Beatriz Vargas Ramos


O sociólogo Demétrio Magnoli brinda-nos com duas aparições na edição da Folha de S.Paulo do dia 10/10/2012. Na primeira, um texto de três colunas intitulado “O esqueleto que sorri”, afirma que o autor de Age of extremes (the short twentieth century: 1914-1991) “falsifica a história para absolver Stalin”. Resume o articulista, a “versão” de Eric Hobsbawm sobre a 2ª Guerra “foi aquela fabricada em Moscou”, afirmação, esta sim, capaz de fazer sorrir outros esqueletos, mortos ou vivos, porque bem ao agrado daquela direita que anunciou o fim da história com a queda do muro de Berlim. Na segunda aparição, ouvido a propósito do julgamento de José Dirceu (“repercussão”, coluna à direita), o sociólogo oferece o seu ponto de vista: “O STF decidiu aplicar a lei, que não exige atos de ofício, documentos assinados, gravações para se condenar”. E firma sua jurisprudência: “Essas exigências têm como fim assegurar a impunidade de poderosos”. A crítica raivosa e a opinião sobre o julgamento têm em comum a marca da simplificação catequista.
Somente quem não conhece nada da obra – ou da vida – de Hobsbawm corre o risco de concluir que o sociólogo está “desmascarando” um stalinista. O argumento mais forte nesse sentido é o fato de não haver renunciado “à carteirinha do Partido Comunista Inglês”. O texto é uma marmita requentada, cuja originalidade está na sugestão grosseira de um epitáfio para o historiador marxista. O articulista toma distância da boa crítica para fazer uma execração de base ideológica. Para ele, que vai buscar o “incontornável” epitáfio em Tony Judt, Hobsbawm deveria ser sepultado como um homem que “se recusa a olhar o mal de frente e a chamá-lo pelo nome” e que “nunca confronta a moral nem a herança política de Stalin e suas obras”. “Se ele seriamente deseja passar o bastão radical para as futuras gerações, este não é o modo de agir”.
A citação é um excerto extraído do ensaio de Tony Judt, Eric Hobsbawm e o romance do comunismo, cuja primeira versão foi publicada no New York Review of Books, em 20 de novembro de 2003, volume 50, nº 18, sob o título original The Last Romantic – Interesting Times: A Twentieth-Century Life by Eric Hobsbawm[1], no qual o autor dedica especial atenção ao livro Tempos Interessantes (Interesting Times), uma narrativa histórica e autobiográfica de Hobsbawm. A coletânea de ensaios de Judt foi publicada no Brasil em 2008, pela Objetiva, com o nome Reflexões sobre um século esquecido: 1901-2000. O trecho entre aspas, selecionado pelo articulista, está ao final da página 147.

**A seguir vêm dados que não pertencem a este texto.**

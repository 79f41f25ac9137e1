//! # Telemetry
//!
//! Installs the tracing subscriber for structured logging.

use tracing_subscriber::EnvFilter;

use crate::config::RegisterConfig;

/// Initializes the tracing subscriber.
///
/// ## Log Levels
/// - `RUST_LOG=debug` - Show debug messages (every add and void)
/// - `RUST_LOG=register_core=trace` - Trace the core crate only
/// - Default: `config.log_filter`
///
/// Returns `false` if a global subscriber was already installed.
pub fn init_tracing(config: &RegisterConfig) -> bool {
    let filter = EnvFilter::try_from_default_env()
        .unwrap_or_else(|_| EnvFilter::new(&config.log_filter));

    tracing_subscriber::fmt()
        .with_env_filter(filter)
        .try_init()
        .is_ok()
}

#[cfg(test)]
mod tests {
    use super::*;

    #[test]
    fn test_init_twice_is_harmless() {
        let config = RegisterConfig::default();
        init_tracing(&config);
        assert!(!init_tracing(&config));
    }
}
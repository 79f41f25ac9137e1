//! # Money Module
//!
//! Helpers for the register's floating-point running total.
//!
//! ## Why Floats Here?
//! ```text
//! ┌─────────────────────────────────────────────────────────────────────────┐
//! │  THE FLOATING POINT CONTRACT                                            │
//! │                                                                         │
//! │  Prices arrive as plain numbers (1.00, 99.99, even -0.50) and the       │
//! │  register keeps native f64 arithmetic so results match the register    │
//! │  receipts byte for byte:                                                │
//! │                                                                         │
//! │    99.99 × 90 / 100 = 89.991   → displayed "$89.99"                    │
//! │    100.0 × 80 / 100 = 80.0     → displayed "$80"                       │
//! │                                                                         │
//! │  Two cleanups keep this honest:                                         │
//! │    1. format_total  - whole numbers lose the ".0"                      │
//! │    2. snap_to_zero  - -1e-12 after a void becomes exactly 0.0          │
//! └─────────────────────────────────────────────────────────────────────────┘
//! ```
//!
//! ## Usage
//! ```rust
//! use register_core::money::{format_total, snap_to_zero};
//!
//! assert_eq!(format_total(42.0), "42");
//! assert_eq!(format_total(42.5), "42.50");
//! assert_eq!(snap_to_zero(-1e-12), 0.0);
//! ```

use crate::types::DiscountPercent;
use crate::SNAP_EPSILON;

/// Renders a total for display.
///
/// Whole numbers render without a fractional part (`80`), everything else
/// with exactly two decimals (`89.99`). Negative zero renders as `0` and
/// NaN renders as `nan`.
///
/// ## Example
/// ```rust
/// use register_core::money::format_total;
///
/// assert_eq!(format_total(80.0), "80");
/// assert_eq!(format_total(89.991), "89.99");
/// assert_eq!(format_total(-0.0), "0");
/// ```
pub fn format_total(total: f64) -> String {
    if total.is_nan() {
        // Rust spells it "NaN"
        return "nan".to_string();
    }
    if total.is_finite() && total.fract() == 0.0 {
        // `{:.0}` keeps the sign of -0.0
        let whole = if total == 0.0 { 0.0 } else { total };
        format!("{whole:.0}")
    } else {
        format!("{total:.2}")
    }
}

/// Collapses floating-point residue around zero to exactly `0.0`.
///
/// ## User Workflow
/// ```text
/// Add "Gum" $0.10 ×3      total = 0.30000000000000004
///      │
///      ▼
/// Adjustments, voids ...  total = -0.000000000000001
///      │
///      ▼
/// snap_to_zero() ← THIS FUNCTION
///      │
///      ▼
/// total = 0.0 (never shown as "-0.00")
/// ```
#[inline]
pub fn snap_to_zero(total: f64) -> f64 {
    if total.abs() < SNAP_EPSILON {
        0.0
    } else {
        total
    }
}

/// Applies a percentage discount to a total: `total * (100 - pct) / 100`.
///
/// Multiplies before dividing; reordering changes the last bits of the result.
///
/// ## Example
/// ```rust
/// use register_core::money::discounted_total;
/// use register_core::DiscountPercent;
///
/// let twenty = DiscountPercent::new(20).unwrap();
/// assert_eq!(discounted_total(100.0, twenty), 80.0);
/// ```
#[inline]
pub fn discounted_total(total: f64, discount: DiscountPercent) -> f64 {
    total * f64::from(discount.remaining_percent()) / 100.0
}

// =============================================================================
// Unit Tests
// =============================================================================

#[cfg(test)]
mod tests {
    use super::*;

    #[test]
    fn test_format_whole_numbers() {
        assert_eq!(format_total(80.0), "80");
        assert_eq!(format_total(0.0), "0");
        assert_eq!(format_total(-12.0), "-12");
        assert_eq!(format_total(1_000_000.0), "1000000");
    }

    #[test]
    fn test_format_negative_zero() {
        assert_eq!(format_total(-0.0), "0");
    }

    #[test]
    fn test_format_non_finite() {
        assert_eq!(format_total(f64::NAN), "nan");
        assert_eq!(format_total(f64::INFINITY), "inf");
        assert_eq!(format_total(f64::NEG_INFINITY), "-inf");
    }

    #[test]
    fn test_format_fractional_numbers() {
        assert_eq!(format_total(42.5), "42.50");
        assert_eq!(format_total(89.991), "89.99");
        assert_eq!(format_total(0.3), "0.30");
        assert_eq!(format_total(-1.25), "-1.25");
    }

    #[test]
    fn test_snap_to_zero() {
        assert_eq!(snap_to_zero(-1e-12), 0.0);
        assert_eq!(snap_to_zero(1e-10), 0.0);
        assert!(snap_to_zero(-1e-12).is_sign_positive());
        assert_eq!(snap_to_zero(1e-8), 1e-8);
        assert_eq!(snap_to_zero(-3.0), -3.0);
    }

    #[test]
    fn test_discounted_total() {
        let ten = DiscountPercent::new(10).unwrap();
        assert!((discounted_total(99.99, ten) - 89.991).abs() < 1e-9);

        let full = DiscountPercent::new(100).unwrap();
        assert_eq!(discounted_total(55.0, full), 0.0);
    }
}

Claro, Tony Judt, ele próprio, o autor da crítica, não teria sugerido estas palavras como epitáfio para Hobsbawm. Muito ao contrário, tendo partido desse mundo quase dois anos antes do amigo e colega de profissão (Tony Judt nasceu em 1948 e Hobsbawm em 1917), a ele as endereçou, de maneira corajosa e elegante, enquanto o criticado ainda era vivo, pelo prazer do debate intelectual aberto entre “historiadores politicamente comprometidos” – para usar de uma expressão do próprio Hobsbawm, em artigo (After the Cold War – Eric Hobsbawm remembers Tony Judt) que saiu na London Review of Books, vol. 34, nº 8, p. 14, em 26/04/2012.[2]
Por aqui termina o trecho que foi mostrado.